Exercise instructions
Collect all lines below with the string "next".

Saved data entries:
=== Section Start ===

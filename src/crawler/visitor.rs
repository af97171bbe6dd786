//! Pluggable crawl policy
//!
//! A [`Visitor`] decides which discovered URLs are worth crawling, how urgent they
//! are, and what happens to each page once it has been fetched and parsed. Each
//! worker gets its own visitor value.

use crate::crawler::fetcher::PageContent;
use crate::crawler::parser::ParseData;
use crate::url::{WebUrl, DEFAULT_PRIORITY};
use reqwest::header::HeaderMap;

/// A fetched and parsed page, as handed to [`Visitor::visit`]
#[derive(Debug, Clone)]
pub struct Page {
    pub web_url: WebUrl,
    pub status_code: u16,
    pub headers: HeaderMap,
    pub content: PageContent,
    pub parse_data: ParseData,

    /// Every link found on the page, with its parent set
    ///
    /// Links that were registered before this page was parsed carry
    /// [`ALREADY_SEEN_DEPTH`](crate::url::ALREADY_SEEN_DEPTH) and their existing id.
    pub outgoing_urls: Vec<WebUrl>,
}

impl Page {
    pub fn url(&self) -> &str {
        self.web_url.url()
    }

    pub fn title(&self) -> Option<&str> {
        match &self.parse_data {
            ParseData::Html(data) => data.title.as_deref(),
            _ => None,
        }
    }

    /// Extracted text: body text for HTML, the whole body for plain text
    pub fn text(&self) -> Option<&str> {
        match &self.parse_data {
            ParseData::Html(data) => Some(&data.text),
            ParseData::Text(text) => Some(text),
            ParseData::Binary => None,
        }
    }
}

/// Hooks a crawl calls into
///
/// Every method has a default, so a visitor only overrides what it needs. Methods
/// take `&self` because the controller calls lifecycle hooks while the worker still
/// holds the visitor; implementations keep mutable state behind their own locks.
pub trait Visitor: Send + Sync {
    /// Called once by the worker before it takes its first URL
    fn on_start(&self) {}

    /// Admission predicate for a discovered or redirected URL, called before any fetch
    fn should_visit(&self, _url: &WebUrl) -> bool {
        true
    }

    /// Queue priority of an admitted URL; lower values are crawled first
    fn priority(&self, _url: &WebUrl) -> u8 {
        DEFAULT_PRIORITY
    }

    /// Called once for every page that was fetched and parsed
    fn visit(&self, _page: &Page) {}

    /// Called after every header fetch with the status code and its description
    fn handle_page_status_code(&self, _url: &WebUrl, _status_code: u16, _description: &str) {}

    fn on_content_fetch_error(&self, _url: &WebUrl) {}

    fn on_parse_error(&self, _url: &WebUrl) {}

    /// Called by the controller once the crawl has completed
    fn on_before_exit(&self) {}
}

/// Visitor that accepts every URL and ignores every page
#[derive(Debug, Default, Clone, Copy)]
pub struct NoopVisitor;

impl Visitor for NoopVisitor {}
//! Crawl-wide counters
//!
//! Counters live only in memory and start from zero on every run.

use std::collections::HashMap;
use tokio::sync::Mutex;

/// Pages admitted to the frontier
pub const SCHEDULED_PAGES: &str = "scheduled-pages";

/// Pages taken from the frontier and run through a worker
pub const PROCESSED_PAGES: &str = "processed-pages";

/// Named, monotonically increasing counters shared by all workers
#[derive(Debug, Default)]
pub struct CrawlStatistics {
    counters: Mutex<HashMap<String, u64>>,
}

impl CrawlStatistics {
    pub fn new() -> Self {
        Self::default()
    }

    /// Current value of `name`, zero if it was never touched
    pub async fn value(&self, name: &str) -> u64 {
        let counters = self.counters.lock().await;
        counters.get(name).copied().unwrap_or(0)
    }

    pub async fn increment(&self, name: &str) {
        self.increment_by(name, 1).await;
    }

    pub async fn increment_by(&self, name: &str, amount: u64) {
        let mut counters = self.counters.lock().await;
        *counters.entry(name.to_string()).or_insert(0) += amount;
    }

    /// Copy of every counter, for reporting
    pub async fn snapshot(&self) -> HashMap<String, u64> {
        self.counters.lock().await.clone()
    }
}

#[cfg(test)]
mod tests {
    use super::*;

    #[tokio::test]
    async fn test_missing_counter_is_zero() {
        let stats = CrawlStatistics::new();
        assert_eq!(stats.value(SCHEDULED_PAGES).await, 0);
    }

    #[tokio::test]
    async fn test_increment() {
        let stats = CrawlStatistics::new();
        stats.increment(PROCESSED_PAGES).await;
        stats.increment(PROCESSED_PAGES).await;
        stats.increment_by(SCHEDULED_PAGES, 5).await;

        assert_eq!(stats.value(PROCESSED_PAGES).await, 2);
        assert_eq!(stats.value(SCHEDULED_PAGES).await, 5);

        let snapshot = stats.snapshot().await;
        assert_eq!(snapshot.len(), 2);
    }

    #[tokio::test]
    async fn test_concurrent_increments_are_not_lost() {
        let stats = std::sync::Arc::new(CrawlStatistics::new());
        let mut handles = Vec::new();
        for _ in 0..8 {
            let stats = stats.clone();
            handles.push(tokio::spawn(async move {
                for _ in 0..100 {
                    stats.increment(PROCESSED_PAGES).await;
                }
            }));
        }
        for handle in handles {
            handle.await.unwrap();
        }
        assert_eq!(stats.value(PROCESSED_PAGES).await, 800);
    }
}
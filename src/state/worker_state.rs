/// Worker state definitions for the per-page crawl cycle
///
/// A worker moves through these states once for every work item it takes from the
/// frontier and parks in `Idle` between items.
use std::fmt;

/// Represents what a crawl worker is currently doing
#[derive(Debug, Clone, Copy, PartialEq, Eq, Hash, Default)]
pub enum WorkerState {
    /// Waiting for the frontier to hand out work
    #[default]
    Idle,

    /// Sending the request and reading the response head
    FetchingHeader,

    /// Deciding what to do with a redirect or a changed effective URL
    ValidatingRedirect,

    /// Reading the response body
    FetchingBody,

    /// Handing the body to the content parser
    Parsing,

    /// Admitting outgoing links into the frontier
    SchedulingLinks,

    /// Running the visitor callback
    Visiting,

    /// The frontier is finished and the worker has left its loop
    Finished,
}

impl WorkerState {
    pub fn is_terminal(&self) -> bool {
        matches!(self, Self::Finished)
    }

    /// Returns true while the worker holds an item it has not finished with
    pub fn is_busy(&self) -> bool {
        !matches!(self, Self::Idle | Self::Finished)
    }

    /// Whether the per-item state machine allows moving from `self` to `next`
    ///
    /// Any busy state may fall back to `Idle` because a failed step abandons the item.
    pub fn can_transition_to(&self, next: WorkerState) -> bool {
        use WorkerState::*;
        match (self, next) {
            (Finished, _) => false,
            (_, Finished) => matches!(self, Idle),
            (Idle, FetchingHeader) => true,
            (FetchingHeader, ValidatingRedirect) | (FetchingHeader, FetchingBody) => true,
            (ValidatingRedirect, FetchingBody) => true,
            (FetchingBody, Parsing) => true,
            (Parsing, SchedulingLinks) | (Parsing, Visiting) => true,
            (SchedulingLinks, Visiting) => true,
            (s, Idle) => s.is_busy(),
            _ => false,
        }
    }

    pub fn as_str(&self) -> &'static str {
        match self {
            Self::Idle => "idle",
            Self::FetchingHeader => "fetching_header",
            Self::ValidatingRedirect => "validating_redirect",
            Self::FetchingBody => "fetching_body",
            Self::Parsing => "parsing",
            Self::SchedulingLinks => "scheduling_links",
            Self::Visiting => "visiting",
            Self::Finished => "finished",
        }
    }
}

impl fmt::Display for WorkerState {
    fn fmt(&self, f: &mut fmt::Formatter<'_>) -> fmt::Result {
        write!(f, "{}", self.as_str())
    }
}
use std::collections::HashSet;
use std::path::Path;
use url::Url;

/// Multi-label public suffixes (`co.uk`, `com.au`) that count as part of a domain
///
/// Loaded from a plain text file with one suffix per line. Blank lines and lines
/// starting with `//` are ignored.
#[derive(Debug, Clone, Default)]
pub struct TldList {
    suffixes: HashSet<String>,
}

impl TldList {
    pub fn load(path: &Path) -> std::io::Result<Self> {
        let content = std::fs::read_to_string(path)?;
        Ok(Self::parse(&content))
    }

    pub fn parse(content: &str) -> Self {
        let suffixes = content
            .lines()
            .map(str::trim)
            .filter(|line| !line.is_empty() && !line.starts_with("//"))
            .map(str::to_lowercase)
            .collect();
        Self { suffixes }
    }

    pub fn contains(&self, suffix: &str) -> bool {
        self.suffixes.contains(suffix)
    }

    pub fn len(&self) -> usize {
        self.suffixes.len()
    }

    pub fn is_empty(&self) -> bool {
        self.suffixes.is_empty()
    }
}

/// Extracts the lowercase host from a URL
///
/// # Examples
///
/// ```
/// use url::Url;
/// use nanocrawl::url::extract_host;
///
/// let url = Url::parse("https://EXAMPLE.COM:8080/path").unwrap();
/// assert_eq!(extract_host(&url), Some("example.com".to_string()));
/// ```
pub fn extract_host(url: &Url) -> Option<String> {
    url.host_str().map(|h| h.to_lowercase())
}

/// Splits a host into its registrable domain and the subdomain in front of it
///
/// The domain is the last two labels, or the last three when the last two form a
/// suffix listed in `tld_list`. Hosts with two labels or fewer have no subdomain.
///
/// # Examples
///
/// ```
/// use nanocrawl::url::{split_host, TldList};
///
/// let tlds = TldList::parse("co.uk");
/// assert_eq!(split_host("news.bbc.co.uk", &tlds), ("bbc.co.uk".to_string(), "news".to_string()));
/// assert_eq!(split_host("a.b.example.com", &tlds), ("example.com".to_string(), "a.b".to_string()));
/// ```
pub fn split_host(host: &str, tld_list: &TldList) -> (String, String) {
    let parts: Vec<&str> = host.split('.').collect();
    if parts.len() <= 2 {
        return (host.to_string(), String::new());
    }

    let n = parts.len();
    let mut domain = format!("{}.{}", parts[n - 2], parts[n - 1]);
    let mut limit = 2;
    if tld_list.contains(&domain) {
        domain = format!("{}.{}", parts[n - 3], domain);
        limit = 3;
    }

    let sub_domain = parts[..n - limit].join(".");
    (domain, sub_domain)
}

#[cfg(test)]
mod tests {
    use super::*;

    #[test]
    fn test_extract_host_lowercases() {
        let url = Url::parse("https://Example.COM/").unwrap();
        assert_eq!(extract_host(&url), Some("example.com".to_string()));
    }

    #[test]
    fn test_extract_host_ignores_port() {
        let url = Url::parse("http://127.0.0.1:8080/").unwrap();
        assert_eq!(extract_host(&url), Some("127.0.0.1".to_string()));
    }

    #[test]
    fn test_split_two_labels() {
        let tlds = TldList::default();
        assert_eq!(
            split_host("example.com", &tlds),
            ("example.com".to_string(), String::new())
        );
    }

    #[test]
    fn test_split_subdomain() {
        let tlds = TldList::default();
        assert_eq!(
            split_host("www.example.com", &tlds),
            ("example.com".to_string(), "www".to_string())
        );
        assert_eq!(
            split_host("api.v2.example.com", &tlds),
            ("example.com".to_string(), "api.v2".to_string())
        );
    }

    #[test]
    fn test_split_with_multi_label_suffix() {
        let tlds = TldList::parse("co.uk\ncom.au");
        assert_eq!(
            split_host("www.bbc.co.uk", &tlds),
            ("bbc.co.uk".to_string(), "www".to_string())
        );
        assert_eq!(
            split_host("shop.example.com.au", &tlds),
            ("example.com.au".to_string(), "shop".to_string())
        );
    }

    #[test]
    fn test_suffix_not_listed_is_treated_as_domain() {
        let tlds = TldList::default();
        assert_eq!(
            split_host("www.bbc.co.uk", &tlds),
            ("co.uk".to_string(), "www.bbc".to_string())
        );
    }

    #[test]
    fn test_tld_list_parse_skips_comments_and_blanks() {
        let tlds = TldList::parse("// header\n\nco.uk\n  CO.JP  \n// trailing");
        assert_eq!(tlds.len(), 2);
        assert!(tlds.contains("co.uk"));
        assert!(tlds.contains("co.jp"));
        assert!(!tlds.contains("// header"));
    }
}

=== Section End ===

Exercise solution
    /// Whether the per-item state machine allows moving from `self` to `next`
    pub fn can_transition_to(&self, next: WorkerState) -> bool {
        match (self, next) {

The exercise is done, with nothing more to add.